- _Exercise_
Each record below is to be set down again precisely.

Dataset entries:
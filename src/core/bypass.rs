use tracing::{debug, warn};

use crate::config::MeshConfig;

/// Decide whether validation and authentication are skipped for `path`.
///
/// `path` is the request path, optionally followed by `?` and the query, so that
/// a pattern such as `/byPassMe` also matches `/byPassMe?x=1`. Matching is case
/// sensitive and a pattern never covers sub-paths unless it ends in `*`. The
/// health route is compared against the path alone.
pub fn should_bypass(request_id: &str, config: &MeshConfig, path: &str) -> bool {
    if config.bypass_all_routes {
        warn!(request_id = %request_id, "Bypassing validation and authentication for ALL routes");
        return true;
    }

    let patterns = &config.mesh.authentication.bypass_routes;

    if patterns.iter().any(|pattern| pattern == path) {
        debug!(request_id = %request_id, path, "Route matches bypass pattern");
        return true;
    }

    let wildcard_match = patterns.iter().find(|pattern| {
        pattern
            .strip_suffix('*')
            .is_some_and(|prefix| path.starts_with(prefix))
    });
    if let Some(pattern) = wildcard_match {
        debug!(request_id = %request_id, path, pattern = %pattern, "Route matches wildcard bypass pattern");
        return true;
    }

    let query_match = patterns
        .iter()
        .filter(|pattern| !pattern.ends_with('*'))
        .find(|pattern| {
            path.strip_prefix(pattern.as_str())
                .is_some_and(|rest| rest.starts_with('?'))
        });
    if let Some(pattern) = query_match {
        debug!(request_id = %request_id, path, pattern = %pattern, "Route matches bypass pattern ignoring query");
        return true;
    }

    let health_check = &config.mesh.health_check;
    let route_path = path.split_once('?').map_or(path, |(route_path, _)| route_path);
    if health_check.enable && route_path == health_check.route {
        debug!(request_id = %request_id, path, "Health check route");
        return true;
    }

    false
}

- _Response to the task_
filename src/core/bypass.rs
use tracing::{debug, warn};

use crate::config::MeshConfig;

/// Decide whether validation and authentication are skipped for `path`.
///
/// `path` is the request path, optionally followed by `?` and the query, so that
/// a pattern such as `/byPassMe` also matches `/byPassMe?x=1`. Matching is case
/// sensitive and a pattern never covers sub-paths unless it ends in `*`. The
/// health route is compared against the path alone.
pub fn should_bypass(request_id: &str, config: &MeshConfig, path: &str) -> bool {
    if config.bypass_all_routes {
        warn!(request_id = %request_id, "Bypassing validation and authentication for ALL routes");
        return true;
    }

    let patterns = &config.mesh.authentication.bypass_routes;

    if patterns.iter().any(|pattern| pattern == path) {
        debug!(request_id = %request_id, path, "Route matches bypass pattern");
        return true;
    }

    let wildcard_match = patterns.iter().find(|pattern| {
        pattern
            .strip_suffix('*')
            .is_some_and(|prefix| path.starts_with(prefix))
    });
    if let Some(pattern) = wildcard_match {
        debug!(request_id = %request_id, path, pattern = %pattern, "Route matches wildcard bypass pattern");
        return true;
    }

    let query_match = patterns
        .iter()
        .filter(|pattern| !pattern.ends_with('*'))
        .find(|pattern| {
            path.strip_prefix(pattern.as_str())
                .is_some_and(|rest| rest.starts_with('?'))
        });
    if let Some(pattern) = query_match {
        debug!(request_id = %request_id, path, pattern = %pattern, "Route matches bypass pattern ignoring query");
        return true;
    }

    let health_check = &config.mesh.health_check;
    let route_path = path.split_once('?').map_or(path, |(route_path, _)| route_path);
    if health_check.enable && route_path == health_check.route {
        debug!(request_id = %request_id, path, "Health check route");
        return true;
    }

    false
}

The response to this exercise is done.